Massachusetts

‘Look at the Shelves': Video Shows Tense Baby Formula Confrontation

The woman who took the video said that, since May, she's been having a very hard time finding the formula her now 3 month-old son needs

NBCUniversal Media, LLC

Viral video of a confrontation between two people buying formula in a Massachusetts mall encapsulates the frustration that many parents are feeling amid the nationwide shortage.

The video shows almost completely empty shelves at a store and a shopping cart full of what appears to be a few dozen bottles of formula.

"Look at the shelves," says the woman taking the video to the woman with the cart. "You don't think I need it for my baby, too?"

The exchange was filmed May 10 at the Target at Braintree's South Shore Plaza Mall, according to the woman who took the video, 23-year-old Autumn Geyer. The video had about 1 million views by Friday across two posts on TikTok.

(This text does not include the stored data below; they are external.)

pub type Result<T, E = Error> = std::result::Result<T, E>;

#[derive(Debug, thiserror::Error)]
pub enum Error {
	#[error(transparent)]
	Config(#[from] sage_config::Error),
	#[error(transparent)]
	Io(#[from] std::io::Error),
}
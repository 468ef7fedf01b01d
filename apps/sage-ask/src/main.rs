use std::{path::PathBuf, sync::Arc};

use clap::Parser;
use color_eyre::eyre;

use sage_domain::AccessRule;
use sage_service::{IngestRequest, QueryRequest, SageService, SearchRequest};
use sage_storage::{MemoryHistory, MemoryIndex, corpus};

/// Answers one question against a corpus file and prints the response as JSON.
#[derive(Debug, Parser)]
#[command(
	version = sage_cli::VERSION,
	rename_all = "kebab",
	styles = sage_cli::styles(),
)]
struct Args {
	#[arg(long, short = 'c', value_name = "FILE")]
	config: PathBuf,
	/// JSON Lines corpus. Overrides `storage.corpus_path`.
	#[arg(long, value_name = "FILE")]
	corpus: Option<PathBuf>,
	#[arg(long, short = 'r', default_value = "customer")]
	role: String,
	/// Only retrieve; skip answer composition.
	#[arg(long)]
	search_only: bool,
	#[arg(value_name = "QUESTION", required = true, num_args = 1..)]
	question: Vec<String>,
}

#[tokio::main]
async fn main() -> color_eyre::Result<()> {
	color_eyre::install()?;

	let args = Args::parse();
	let config = sage_config::load(&args.config)?;

	sage_cli::init_tracing(&config.service.log_level);

	let corpus_path =
		args.corpus.or_else(|| config.storage.corpus_path.as_ref().map(PathBuf::from));
	let Some(corpus_path) = corpus_path else {
		return Err(eyre::eyre!("No corpus given. Pass --corpus or set storage.corpus_path."));
	};
	let access = AccessRule::from_config(&config.access)?;
	let index = Arc::new(MemoryIndex::new(config.providers.embedding.dimensions as usize));
	let service = SageService::new(config, access, index, Arc::new(MemoryHistory::new()));
	let passages = corpus::load_jsonl(&corpus_path).await?;

	if !passages.is_empty() {
		service.ingest(IngestRequest { passages }).await?;
	}

	let text = args.question.join(" ");
	let output = if args.search_only {
		let response = service
			.search(SearchRequest { text, role: args.role, top_k: None })
			.await?;

		serde_json::to_string_pretty(&response)?
	} else {
		let response = service.process_query(QueryRequest { text, role: args.role }).await?;

		serde_json::to_string_pretty(&response)?
	};

	println!("{output}");

	Ok(())
}
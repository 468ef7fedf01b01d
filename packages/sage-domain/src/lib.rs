pub mod model;
pub mod role;
pub mod tier;

mod error;

pub use error::{Error, Result};
pub use model::{
	Answer, Embedding, EmbeddingSource, HistoryEntry, Passage, PassageInput, Query,
	RetrievalResult, ScoredPassage,
};
pub use role::{Partition, PartitionSet, Role};
pub use tier::AccessRule;

use std::{future::Future, pin::Pin};

pub type BoxFuture<'a, T> = Pin<Box<dyn Future<Output = T> + Send + 'a>>;
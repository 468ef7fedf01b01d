use serde::{Deserialize, Serialize};

use sage_domain::HistoryEntry;

use crate::{Error, Result, SageService};

const MAX_PAGE: u32 = 100;
const DEFAULT_PAGE: u32 = 20;

#[derive(Clone, Debug, Default, Serialize, Deserialize)]
pub struct HistoryRequest {
	#[serde(default)]
	pub limit: Option<u32>,
	#[serde(default)]
	pub offset: Option<u32>,
}

#[derive(Clone, Debug, Serialize, Deserialize)]
pub struct HistoryResponse {
	pub items: Vec<HistoryEntry>,
	pub limit: u32,
	pub offset: u32,
}

impl SageService {
	/// Recorded queries, newest first.
	pub async fn history(&self, req: HistoryRequest) -> Result<HistoryResponse> {
		let limit = req.limit.unwrap_or(DEFAULT_PAGE);
		let offset = req.offset.unwrap_or(0);

		if !(1..=MAX_PAGE).contains(&limit) {
			return Err(Error::InvalidRequest {
				message: format!("limit must be between 1 and {MAX_PAGE}."),
			});
		}

		let items = self
			.history
			.list(limit as usize, offset as usize)
			.await
			.map_err(|err| Error::HistoryUnavailable { message: err.to_string() })?;

		Ok(HistoryResponse { items, limit, offset })
	}

	pub(crate) async fn record_history(&self, entry: &HistoryEntry) -> Result<()> {
		self.history
			.record(entry)
			.await
			.map_err(|err| Error::HistoryUnavailable { message: err.to_string() })
	}
}
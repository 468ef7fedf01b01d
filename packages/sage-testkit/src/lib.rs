mod error;

pub use error::{Error, Result};

use std::{
	fs,
	path::{Path, PathBuf},
};

use tempfile::TempDir;

use sage_config::Config;
use sage_domain::{Partition, Passage};

/// Vector width used by the offline test configuration.
pub const TEST_DIMENSIONS: usize = 16;

const TEST_CONFIG: &str = r#"
[service]
http_bind  = "127.0.0.1:0"
admin_bind = "127.0.0.1:0"
log_level  = "warn"

[providers.embedding]
kind       = "hash"
dimensions = 16

[providers.generation]
kind = "extractive"

[pipeline]
embed_timeout_ms      = 1000
search_timeout_ms     = 1000
generation_timeout_ms = 1000
history_timeout_ms    = 1000
base_backoff_ms       = 1
max_backoff_ms        = 5
"#;

/// A validated config with the hash embedder and extractive generator, so nothing leaves the
/// process.
pub fn test_config() -> Result<Config> {
	Ok(sage_config::parse(TEST_CONFIG)?)
}

/// Unit vector along `axis`.
pub fn unit_vector(dimensions: usize, axis: usize) -> Vec<f32> {
	let mut vector = vec![0.0; dimensions];

	vector[axis % dimensions] = 1.0;

	vector
}

/// Unit vector in the plane of `axis` and `axis + 1`, whose cosine with `unit_vector(axis)`
/// is exactly `similarity`.
pub fn vector_with_similarity(dimensions: usize, axis: usize, similarity: f32) -> Vec<f32> {
	let similarity = similarity.clamp(-1.0, 1.0);
	let mut vector = vec![0.0; dimensions];

	vector[axis % dimensions] = similarity;
	vector[(axis + 1) % dimensions] = (1.0 - similarity * similarity).sqrt();

	vector
}

pub fn passage(
	id: &str,
	document_id: &str,
	partition: Partition,
	text: &str,
	embedding: Vec<f32>,
) -> Passage {
	Passage {
		id: id.to_string(),
		document_id: document_id.to_string(),
		partition,
		text: text.to_string(),
		embedding,
	}
}

/// Scratch directory under the system temp dir, removed on drop.
pub struct TestDir {
	root: TempDir,
}
impl TestDir {
	pub fn new() -> Result<Self> {
		let root = tempfile::Builder::new().prefix("sage_test_").tempdir()?;

		Ok(Self { root })
	}

	pub fn path(&self) -> &Path {
		self.root.path()
	}

	pub fn join(&self, name: &str) -> PathBuf {
		self.root.path().join(name)
	}

	/// Writes `contents` to `name` inside the directory and returns the full path.
	pub fn write(&self, name: &str, contents: &str) -> Result<PathBuf> {
		let path = self.join(name);

		fs::write(&path, contents)?;

		Ok(path)
	}
}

"I would much rather you go to the emergency room to receive formula than even try to change the recipe of your formula," says pediatrician Dr. Rebekah Diamond. She joined LX News to debunk misleading baby formula "hacks" that have spread on social media and explain why breastfeeding cannot solve the current formula shortage.

Geyer told NBC News that, since May, she's been having a very hard time finding the formula her now 3 month-old son, Coltan, needs.

"All my photos are from the same Target of me going every single day for three weeks trying to find formula. There'll be restocks of random formulas but his formula was never restocked and still without it to this day," Geyer said Friday.

By then, Coltan had gone four days without the brand of Enfamil with the formula that's kept him from being fussy, Geyer said. He was in the neonatal intensive care unit, or NICU, when he was born, and his doctor said that if he begins to show he's getting a lack of nutrients, he'd have to go back to the hospital.

The baby formula shortage was sparked by the closure of a production plant because of contamination issues and a subsequent recall. Last week, the share of baby formula out of stock across the country rose to 45%, retail pricing data tracking company Datasembly said Thursday.

Keiko Zoll, from Swampscott, Massachusetts, created the website “Free Formula Exchange," which connects people who need baby formula with those who have it.

Geyer told NBC News she'd asked the woman with the formula to share some of what she'd taken and the woman refused, though the other woman in the video notes that the woman speaking with her didn't ask to share.

"This is the whole reason there's a formula shortage," Geyer tells the woman in the video.

It wasn't clear from the video who the other person in the confrontation was or why she was buying the formula.